Добавить в цитаты Настройки чтения

Страница 63 из 87

С декларативным же заявлением выступил и Ф. Ф. Комиссаржевский. Он говорил, что опасения превращения театра в театр марионеток он испытывал ещё в прошлом сезоне, но постановки “Балаганчика” и “Жизни человека” эти опасения рассеяли. Будущий театр ему видится на путях мистического реализма, а не на путях символизма. Задача театра в том, чтобы показать жизнь, отрешённую от повседневного быта и освещённую и очищенную божественной силой — своеобразным единением земли и неба»[437].

Сам Р. А. Унгерн тоже сказал своё слово на этом заседании и, видимо, подлил масла в огонь. Он приветствовал намерение Мейерхольда отказаться от метода «декоративного панно» и произнёс формулу, которая взбесила Мейерхольда. «Мы вовремя одумались», — сказал он и, переходя к методу скульптурной постановки, спросил: какую художественную неправду может внести этот метод? В ответ на выступление Унгерна Мейерхольд разразился негодующей речью, в которой выразилось всё его накопившееся недовольство.

«Мейерхольд высказал подозрение, что Унгерн своим истолкованием его слов “мы вовремя одумались” тянет в старый театр и что он не понимает, как можно требовать объяснения метода постановки. Бравич как бы в подтверждение сомнения Унгерна говорит о том, что поза иногда связывала актёра. Комиссаржевская задаёт вопрос, не будет ли режиссёр и теперь давить на актёра, как при методе панно. Вопрос Комиссаржевской окончательно сводит течение заседания с рельс. В ответ на слова Бравича и Комиссаржевской Мейерхольд категорически заявляет, что каков бы ни был метод постановки в будущем, он будет продолжать оказывать давление на актёров, не понимающих его замысла, в целях проведения в жизнь этого замысла. А от всего, что он слышит, ему становится страшно, и он желает уйти из театра и уехать за границу.

Последнее заявление Мейерхольда в тот день не имело последствий. Кое-как Бравичу удалось довести собрание, продолжавшееся 2 '/2 часа, до мирного конца, но мирный конец заседания не свидетельствовал о действительном мире. Наоборот, заседание художественного совета ясно показало, что солидарности у руководителей театра не было и ещё резче выступили разнородные интересы людей, стоящих во главе дела»[438].

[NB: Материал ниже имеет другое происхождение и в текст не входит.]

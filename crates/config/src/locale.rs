//! Locale specs and environment matching.
//!
//! Responsibilities:
//! - Parse `realm::region::az::domain` selectors from configuration text.
//! - Read the live deployment environment from `REALM`, `REGION`, `AZ`, `DOMAIN`.
//! - Decide whether a selector applies to an environment.
//!
//! Does NOT handle:
//! - Choosing between fragments that share a name (see `selection`).
//!
//! Invariants:
//! - Parsing never fails. A selector without exactly four components is kept
//!   as-is and never matches any environment.
//! - Matching is case-sensitive and reads the process environment on every
//!   call to `matches_current`; nothing is cached.

use std::fmt;

use serde::{Deserialize, Deserializer, Serialize, Serializer};

use crate::constants::{
    ENV_AZ, ENV_DOMAIN, ENV_REALM, ENV_REGION, LOCALE_SEPARATOR, WILDCARD, WILDCARD_LOCALE,
};

/// The live `(realm, region, az, domain)` tuple of the running process.
#[derive(Debug, Clone, Default, PartialEq, Eq)]
pub struct Environment {
    pub realm: String,
    pub region: String,
    pub az: String,
    pub domain: String,
}

impl Environment {
    pub fn new(
        realm: impl Into<String>,
        region: impl Into<String>,
        az: impl Into<String>,
        domain: impl Into<String>,
    ) -> Self {
        Self {
            realm: realm.into(),
            region: region.into(),
            az: az.into(),
            domain: domain.into(),
        }
    }

    /// Read the environment variables verbatim. Unset variables are empty
    /// strings; values are not trimmed.
    pub fn from_process() -> Self {
        Self {
            realm: std::env::var(ENV_REALM).unwrap_or_default(),
            region: std::env::var(ENV_REGION).unwrap_or_default(),
            az: std::env::var(ENV_AZ).unwrap_or_default(),
            domain: std::env::var(ENV_DOMAIN).unwrap_or_default(),
        }
    }

    fn components(&self) -> [&str; 4] {
        [&self.realm, &self.region, &self.az, &self.domain]
    }
}

/// A parsed `realm::region::az::domain` selector.
#[derive(Debug, Clone, PartialEq, Eq)]
pub struct LocaleSpec {
    raw: String,
    components: Option<[String; 4]>,
}

impl LocaleSpec {
    /// Parse a selector. Malformed text produces a spec that never matches.
    pub fn parse(raw: &str) -> Self {
        let parts: Vec<&str> = raw.split(LOCALE_SEPARATOR).collect();
        let components = match parts.as_slice() {
            [realm, region, az, domain] => Some([
                realm.to_string(),
                region.to_string(),
                az.to_string(),
                domain.to_string(),
            ]),
            _ => None,
        };
        Self {
            raw: raw.to_string(),
            components,
        }
    }

    /// The selector that applies everywhere.
    pub fn wildcard() -> Self {
        Self::parse(WILDCARD_LOCALE)
    }

    pub fn as_str(&self) -> &str {
        &self.raw
    }

    /// True when the selector has exactly four components.
    pub fn is_valid(&self) -> bool {
        self.components.is_some()
    }

    /// True when every component is `*`.
    pub fn is_wildcard(&self) -> bool {
        self.specificity() == 0 && self.is_valid()
    }

    /// Number of literal (non-`*`) components; zero for malformed specs.
    pub fn specificity(&self) -> usize {
        self.components
            .as_ref()
            .map(|parts| parts.iter().filter(|part| part.as_str() != WILDCARD).count())
            .unwrap_or(0)
    }

    /// Component-wise comparison against `env`.
    pub fn matches(&self, env: &Environment) -> bool {
        let Some(parts) = &self.components else {
            return false;
        };
        parts
            .iter()
            .zip(env.components())
            .all(|(expected, actual)| expected == WILDCARD || expected == actual)
    }

    /// Match against the process environment as it is right now.
    pub fn matches_current(&self) -> bool {
        self.matches(&Environment::from_process())
    }
}

impl Default for LocaleSpec {
    fn default() -> Self {
        Self::wildcard()
    }
}

impl fmt::Display for LocaleSpec {
    fn fmt(&self, f: &mut fmt::Formatter<'_>) -> fmt::Result {
        f.write_str(&self.raw)
    }
}

impl Serialize for LocaleSpec {
    fn serialize<S: Serializer>(&self, serializer: S) -> Result<S::Ok, S::Error> {
        serializer.serialize_str(&self.raw)
    }
}

/// A null or empty `locale` reads as absent, i.e. the wildcard.
impl<'de> Deserialize<'de> for LocaleSpec {
    fn deserialize<D: Deserializer<'de>>(deserializer: D) -> Result<Self, D::Error> {
        let raw = Option::<String>::deserialize(deserializer)?;
        Ok(raw
            .filter(|raw| !raw.is_empty())
            .map(|raw| Self::parse(&raw))
            .unwrap_or_default())
    }
}
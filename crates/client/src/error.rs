//! Error types for secret and certificate retrieval.
//!
//! Retrieval errors are soft: they are logged and turned into absent store
//! entries by the retrievers. They surface to callers only from helpers that
//! interpret store contents (certificate parsing) and from entry construction.

use std::time::Duration;
use thiserror::Error;

use keyscope_config::CertSlot;

/// Result type alias for client operations.
pub type Result<T> = std::result::Result<T, ClientError>;

/// Errors that can occur while fetching secrets or certificates.
#[derive(Error, Debug)]
pub enum ClientError {
    /// HTTP transport error.
    #[error("HTTP error: {0}")]
    HttpError(#[from] reqwest::Error),

    /// Non-success response from a backend.
    #[error("Unexpected response ({status}) from {url}")]
    Status { status: u16, url: String },

    /// The key does not exist in the backend.
    #[error("Key not found: {0}")]
    MissingKey(String),

    /// Local file could not be read.
    #[error("IO error: {0}")]
    Io(#[from] std::io::Error),

    /// Request exceeded its time bound.
    #[error("Request timed out after {0:?}")]
    Timeout(Duration),

    /// Bootstrap was cancelled or its deadline passed.
    #[error("Retrieval cancelled")]
    Cancelled,

    /// Endpoint could not be turned into a URL.
    #[error("Invalid endpoint: {0}")]
    InvalidEndpoint(String),

    /// Backend rejected the supplied credentials.
    #[error("Authentication failed: {0}")]
    Authentication(String),

    /// Backend response could not be decoded.
    #[error("Invalid response format: {0}")]
    InvalidResponse(String),

    /// Fragment does not name a provider.
    #[error("Fragment '{0}' does not name a provider")]
    MissingProvider(String),

    /// Certificate slot holds no material.
    #[error("No material available for {}", .0.as_str())]
    MissingCertificate(CertSlot),

    /// Certificate slot holds material that is not valid PEM.
    #[error("Invalid PEM in {}: {message}", .slot.as_str())]
    InvalidCertificate { slot: CertSlot, message: String },
}

impl ClientError {
    /// True when the backend answered but the key does not exist.
    pub fn is_missing_key(&self) -> bool {
        matches!(self, Self::MissingKey(_))
    }
}
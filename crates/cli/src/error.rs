//! CLI exit codes for scripting and automation.
//!
//! Responsibilities:
//! - Define the exit codes scripts can rely on.
//! - Map errors surfacing from a command to an exit code.
//!
//! Does NOT handle:
//! - Error message formatting (handled by anyhow Display).
//!
//! Invariants:
//! - A configuration error is the only fatal class and always exits with 2.
//! - Exit code 130 is reserved for SIGINT (Unix standard: 128 + SIGINT).

use keyscope_config::{ConfigError, OverrideError};

use crate::cancellation::{Cancelled, SIGINT_EXIT_CODE};

/// Structured exit codes for keyscope.
#[derive(Debug, Clone, Copy, PartialEq, Eq)]
#[repr(u8)]
pub enum ExitCode {
    /// Command completed. Absent secrets are not failures.
    Success = 0,

    /// Unhandled or generic failure.
    GeneralError = 1,

    /// Boot document, override string or loader setting is invalid.
    ConfigError = 2,

    /// Interrupted - SIGINT/Ctrl+C (Unix standard: 128 + 2).
    Interrupted = SIGINT_EXIT_CODE,
}

impl ExitCode {
    /// Convert the exit code to an i32 for use with std::process::exit().
    pub const fn as_i32(self) -> i32 {
        self as u8 as i32
    }
}

/// Extension trait for anyhow::Error to extract exit codes.
pub trait ExitCodeExt {
    fn exit_code(&self) -> ExitCode;
}

impl ExitCodeExt for anyhow::Error {
    fn exit_code(&self) -> ExitCode {
        for cause in self.chain() {
            if cause.is::<Cancelled>() {
                return ExitCode::Interrupted;
            }
            if cause.is::<ConfigError>() || cause.is::<OverrideError>() {
                return ExitCode::ConfigError;
            }
        }
        ExitCode::GeneralError
    }
}
//! Generic configuration value tree.
//!
//! Responsibilities:
//! - Represent configuration nodes as a closed set of shapes so the merge
//!   engine never has to inspect types at runtime.
//! - Convert between `serde_yaml::Value` and [`Value`], including YAML tagged
//!   nodes (`!Kind {..}`), which become [`Record`]s.
//!
//! Does NOT handle:
//! - Merging trees (see `merge`).
//! - Parsing flat `key=value` override strings (see `overrides`).
//!
//! Invariants:
//! - Mapping keys are strings. Non-string YAML keys are rendered to their YAML
//!   text form during conversion.

use std::collections::BTreeMap;

use serde::de::DeserializeOwned;
use serde_yaml::value::{Tag, TaggedValue};

/// A leaf value.
#[derive(Debug, Clone, PartialEq)]
pub enum Scalar {
    Null,
    Bool(bool),
    Int(i64),
    Float(f64),
    String(String),
}

impl Scalar {
    pub(crate) fn kind(&self) -> &'static str {
        match self {
            Self::Null => "null",
            Self::Bool(_) => "bool",
            Self::Int(_) => "int",
            Self::Float(_) => "float",
            Self::String(_) => "string",
        }
    }
}

/// A structured record: a tagged node with ordered, named fields.
#[derive(Debug, Clone, PartialEq)]
pub struct Record {
    pub kind: String,
    pub fields: Vec<(String, Value)>,
}

impl Record {
    pub fn new(kind: impl Into<String>) -> Self {
        Self {
            kind: kind.into(),
            fields: Vec::new(),
        }
    }

    pub fn with_field(mut self, name: impl Into<String>, value: Value) -> Self {
        self.fields.push((name.into(), value));
        self
    }

    pub fn field(&self, name: &str) -> Option<&Value> {
        self.fields
            .iter()
            .find(|(field, _)| field == name)
            .map(|(_, value)| value)
    }
}

/// A configuration node.
#[derive(Debug, Clone, PartialEq)]
pub enum Value {
    Scalar(Scalar),
    Sequence(Vec<Value>),
    Mapping(BTreeMap<String, Value>),
    Record(Record),
}

impl Default for Value {
    fn default() -> Self {
        Self::Scalar(Scalar::Null)
    }
}

impl From<&str> for Value {
    fn from(value: &str) -> Self {
        Self::Scalar(Scalar::String(value.to_string()))
    }
}

impl From<String> for Value {
    fn from(value: String) -> Self {
        Self::Scalar(Scalar::String(value))
    }
}

impl From<i64> for Value {
    fn from(value: i64) -> Self {
        Self::Scalar(Scalar::Int(value))
    }
}

impl From<bool> for Value {
    fn from(value: bool) -> Self {
        Self::Scalar(Scalar::Bool(value))
    }
}

impl Value {
    pub fn null() -> Self {
        Self::Scalar(Scalar::Null)
    }

    pub fn mapping() -> Self {
        Self::Mapping(BTreeMap::new())
    }

    pub fn is_null(&self) -> bool {
        matches!(self, Self::Scalar(Scalar::Null))
    }

    /// Name of the node's shape, used in merge diagnostics.
    pub fn kind(&self) -> &'static str {
        match self {
            Self::Scalar(scalar) => scalar.kind(),
            Self::Sequence(_) => "sequence",
            Self::Mapping(_) => "mapping",
            Self::Record(_) => "record",
        }
    }

    pub fn as_str(&self) -> Option<&str> {
        match self {
            Self::Scalar(Scalar::String(s)) => Some(s),
            _ => None,
        }
    }

    pub fn as_sequence(&self) -> Option<&[Value]> {
        match self {
            Self::Sequence(items) => Some(items),
            _ => None,
        }
    }

    pub fn as_mapping(&self) -> Option<&BTreeMap<String, Value>> {
        match self {
            Self::Mapping(map) => Some(map),
            _ => None,
        }
    }

    /// Look up a key when this node is a mapping.
    pub fn get(&self, key: &str) -> Option<&Value> {
        self.as_mapping().and_then(|map| map.get(key))
    }

    /// Parse YAML text into a value tree.
    pub fn from_yaml_str(text: &str) -> Result<Self, serde_yaml::Error> {
        let yaml: serde_yaml::Value = serde_yaml::from_str(text)?;
        Ok(Self::from_yaml(yaml))
    }

    pub fn from_yaml(yaml: serde_yaml::Value) -> Self {
        match yaml {
            serde_yaml::Value::Null => Self::null(),
            serde_yaml::Value::Bool(b) => Self::Scalar(Scalar::Bool(b)),
            serde_yaml::Value::Number(n) => match n.as_i64() {
                Some(i) => Self::Scalar(Scalar::Int(i)),
                None => Self::Scalar(Scalar::Float(n.as_f64().unwrap_or(f64::NAN))),
            },
            serde_yaml::Value::String(s) => Self::Scalar(Scalar::String(s)),
            serde_yaml::Value::Sequence(items) => {
                Self::Sequence(items.into_iter().map(Self::from_yaml).collect())
            }
            serde_yaml::Value::Mapping(map) => Self::Mapping(
                map.into_iter()
                    .map(|(key, value)| (yaml_key(key), Self::from_yaml(value)))
                    .collect(),
            ),
            serde_yaml::Value::Tagged(tagged) => {
                let TaggedValue { tag, value } = *tagged;
                let kind = tag.to_string().trim_start_matches('!').to_string();
                let fields = match value {
                    serde_yaml::Value::Mapping(map) => map
                        .into_iter()
                        .map(|(key, value)| (yaml_key(key), Self::from_yaml(value)))
                        .collect(),
                    other => vec![(String::new(), Self::from_yaml(other))],
                };
                Self::Record(Record { kind, fields })
            }
        }
    }

    pub fn into_yaml(self) -> serde_yaml::Value {
        match self {
            Self::Scalar(Scalar::Null) => serde_yaml::Value::Null,
            Self::Scalar(Scalar::Bool(b)) => serde_yaml::Value::Bool(b),
            Self::Scalar(Scalar::Int(i)) => serde_yaml::Value::Number(i.into()),
            Self::Scalar(Scalar::Float(f)) => serde_yaml::Value::Number(f.into()),
            Self::Scalar(Scalar::String(s)) => serde_yaml::Value::String(s),
            Self::Sequence(items) => {
                serde_yaml::Value::Sequence(items.into_iter().map(Self::into_yaml).collect())
            }
            Self::Mapping(map) => serde_yaml::Value::Mapping(
                map.into_iter()
                    .map(|(key, value)| (serde_yaml::Value::String(key), value.into_yaml()))
                    .collect(),
            ),
            Self::Record(Record { kind, fields }) => {
                let value = match fields.as_slice() {
                    [(name, _)] if name.is_empty() => fields
                        .into_iter()
                        .next()
                        .map(|(_, value)| value.into_yaml())
                        .unwrap_or(serde_yaml::Value::Null),
                    _ => serde_yaml::Value::Mapping(
                        fields
                            .into_iter()
                            .map(|(key, value)| {
                                (serde_yaml::Value::String(key), value.into_yaml())
                            })
                            .collect(),
                    ),
                };
                let kind = if kind.is_empty() { "record".to_string() } else { kind };
                serde_yaml::Value::Tagged(Box::new(TaggedValue {
                    tag: Tag::new(kind),
                    value,
                }))
            }
        }
    }

    /// Deserialize the tree into a typed configuration struct.
    pub fn deserialize_into<T: DeserializeOwned>(self) -> Result<T, serde_yaml::Error> {
        serde_yaml::from_value(self.into_yaml())
    }
}

fn yaml_key(key: serde_yaml::Value) -> String {
    match key {
        serde_yaml::Value::String(s) => s,
        other => serde_yaml::to_string(&other)
            .map(|s| s.trim_end().to_string())
            .unwrap_or_default(),
    }
}

#[cfg(test)]
mod tests {
    use super::*;

    #[test]
    fn test_from_yaml_shapes() {
        let value = Value::from_yaml_str(
            r#"
name: demo
port: 8080
ratio: 0.5
enabled: true
empty: ~
paths: [a, b]
"#,
        )
        .unwrap();

        assert_eq!(value.get("name"), Some(&Value::from("demo")));
        assert_eq!(value.get("port"), Some(&Value::from(8080)));
        assert_eq!(
            value.get("ratio"),
            Some(&Value::Scalar(Scalar::Float(0.5)))
        );
        assert_eq!(value.get("enabled"), Some(&Value::from(true)));
        assert!(value.get("empty").unwrap().is_null());
        assert_eq!(
            value.get("paths").and_then(Value::as_sequence).map(<[_]>::len),
            Some(2)
        );
    }

    #[test]
    fn test_tagged_node_becomes_record() {
        let value = Value::from_yaml_str("tls: !Tls {cert: a.pem, key: b.pem}").unwrap();
        let Some(Value::Record(record)) = value.get("tls") else {
            panic!("expected record, got {value:?}");
        };
        assert_eq!(record.kind, "Tls");
        assert_eq!(record.fields[0].0, "cert");
        assert_eq!(record.field("key"), Some(&Value::from("b.pem")));
    }

    #[test]
    fn test_non_string_keys_are_rendered() {
        let value = Value::from_yaml_str("1: one\ntrue: yes").unwrap();
        assert_eq!(value.get("1"), Some(&Value::from("one")));
        assert!(value.get("true").is_some());
    }

    #[test]
    fn test_deserialize_into_struct() {
        #[derive(serde::Deserialize)]
        struct Demo {
            name: String,
            paths: Vec<String>,
        }

        let value = Value::from_yaml_str("name: demo\npaths: [a]").unwrap();
        let demo: Demo = value.deserialize_into().unwrap();
        assert_eq!(demo.name, "demo");
        assert_eq!(demo.paths, vec!["a".to_string()]);
    }

    #[test]
    fn test_record_yaml_conversion_keeps_tag() {
        let record = Record::new("Tls").with_field("cert", Value::from("a.pem"));
        let yaml = Value::Record(record.clone()).into_yaml();
        assert_eq!(Value::from_yaml(yaml), Value::Record(record));
    }
}
//! CLI argument definitions and parsing.
//!
//! Responsibilities:
//! - Define the CLI structure using clap derive macros.
//! - Turn global options into a configured `BootConfigLoader`.
//!
//! Non-responsibilities:
//! - Does not execute commands (see `commands`).

use std::path::PathBuf;
use std::time::Duration;

use clap::{Parser, Subcommand};
use keyscope_config::{BootConfigLoader, ConfigError};

#[derive(Parser, Debug)]
#[command(name = "keyscope")]
#[command(about = "Select locale-scoped boot configuration and fetch its secrets", long_about = None)]
#[command(version)]
#[command(
    after_help = "Examples:\n  keyscope bootstrap\n  keyscope --boot conf/boot.yaml --set cred[0].endpoint=etcd:2379 bootstrap\n  keyscope render\n  keyscope locale --spec 'prod::*::*::*'\n"
)]
pub struct Cli {
    /// Path to the boot document (default: ./boot.yaml).
    ///
    /// Can also be set via KEYSCOPE_BOOT_PATH.
    #[arg(long, global = true, value_name = "FILE")]
    pub boot: Option<PathBuf>,

    /// Flat overrides merged into the boot document (`a.b=v,list[0]=v`).
    ///
    /// May be repeated; later values win. KEYSCOPE_OVERRIDES is applied first.
    #[arg(long = "set", global = true, value_name = "OVERRIDES")]
    pub overrides: Vec<String>,

    /// Per-request timeout in seconds.
    #[arg(long, global = true, value_name = "SECS")]
    pub request_timeout: Option<u64>,

    /// Connection timeout for KV stores in seconds.
    #[arg(long, global = true, value_name = "SECS")]
    pub dial_timeout: Option<u64>,

    /// Stop starting new fetches after this many seconds.
    #[arg(long, global = true, value_name = "SECS")]
    pub deadline: Option<u64>,

    /// Emit logs as JSON lines on stderr.
    #[arg(long, global = true, env = "KEYSCOPE_LOG_JSON")]
    pub log_json: bool,

    #[command(subcommand)]
    pub command: Commands,
}

#[derive(Subcommand, Debug)]
pub enum Commands {
    /// Fetch every selected entry and print which keys are present
    Bootstrap {
        /// Pretty-print the JSON output.
        #[arg(long)]
        pretty: bool,
    },

    /// Print the merged boot document as YAML (credentials redacted)
    Render {
        /// Only include fragments selected for the current environment.
        #[arg(long)]
        selected: bool,
    },

    /// Check a locale spec against REALM, REGION, AZ and DOMAIN
    Locale {
        /// Locale spec in `realm::region::az::domain` form.
        #[arg(long)]
        spec: String,
    },
}

impl Cli {
    /// Loader configured from flags, then from the environment.
    pub fn loader(&self) -> Result<BootConfigLoader, ConfigError> {
        let mut loader = BootConfigLoader::new();

        // Blank paths fall back to KEYSCOPE_BOOT_PATH or the default.
        if let Some(path) = self.boot.as_ref().filter(|p| !p.as_os_str().is_empty()) {
            loader = loader.with_boot_path(path.clone());
        }
        for overrides in &self.overrides {
            loader = loader.with_overrides(overrides.clone());
        }
        if let Some(secs) = self.request_timeout {
            loader = loader.with_request_timeout(Duration::from_secs(secs));
        }
        if let Some(secs) = self.dial_timeout {
            loader = loader.with_dial_timeout(Duration::from_secs(secs));
        }

        loader.from_env()
    }

    pub fn deadline(&self) -> Option<Duration> {
        self.deadline.map(Duration::from_secs)
    }
}
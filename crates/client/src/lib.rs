//! Secret and certificate retrieval for keyscope.
//!
//! This crate turns the fragments selected by `keyscope-config` into entries,
//! fetches their keys from local files, etcd, Consul or a remote HTTP file
//! store, and keeps the results in write-once stores that never expose secret
//! bytes through `Debug` or serialization.
//!
//! Retrieval is best-effort: a key that cannot be fetched is logged and left
//! absent, and callers must check for it explicitly.

pub mod backend;
pub mod context;
pub mod entry;
pub mod error;
pub mod registry;
pub mod retriever;
pub mod store;

pub use backend::Backend;
pub use context::{CancellationToken, RetrieveContext};
pub use entry::{CERT_ENTRY_TYPE, CRED_ENTRY_TYPE, CertEntry, CredEntry};
pub use error::{ClientError, Result};
pub use registry::{EntryRegistry, RegisteredEntry};
pub use retriever::{CertRetriever, CredRetriever};
pub use store::{CertStore, SecretStore};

По другим воспоминаниям, конфликт обозначился ещё более резко. На критические замечания в адрес своего метода, высказанные Комиссаржевской, Мейерхольд ответил: «Может быть, мне уйти из театра?» «Дальнейшее заседание, — вспоминает Ф. Ф. Комиссаржевский, — было очень бурным. Помню, что К. В. Бравич старался всех примирить, а Вера Фёдоровна молчала. Кончилось всё тем, что решено было изменить репертуар, и в Дневнике театра было записано: “Декоративное панно и примитивный метод постановок, которые довели нас до марионеточного театра, — всё это должно быть остановлено”»[439].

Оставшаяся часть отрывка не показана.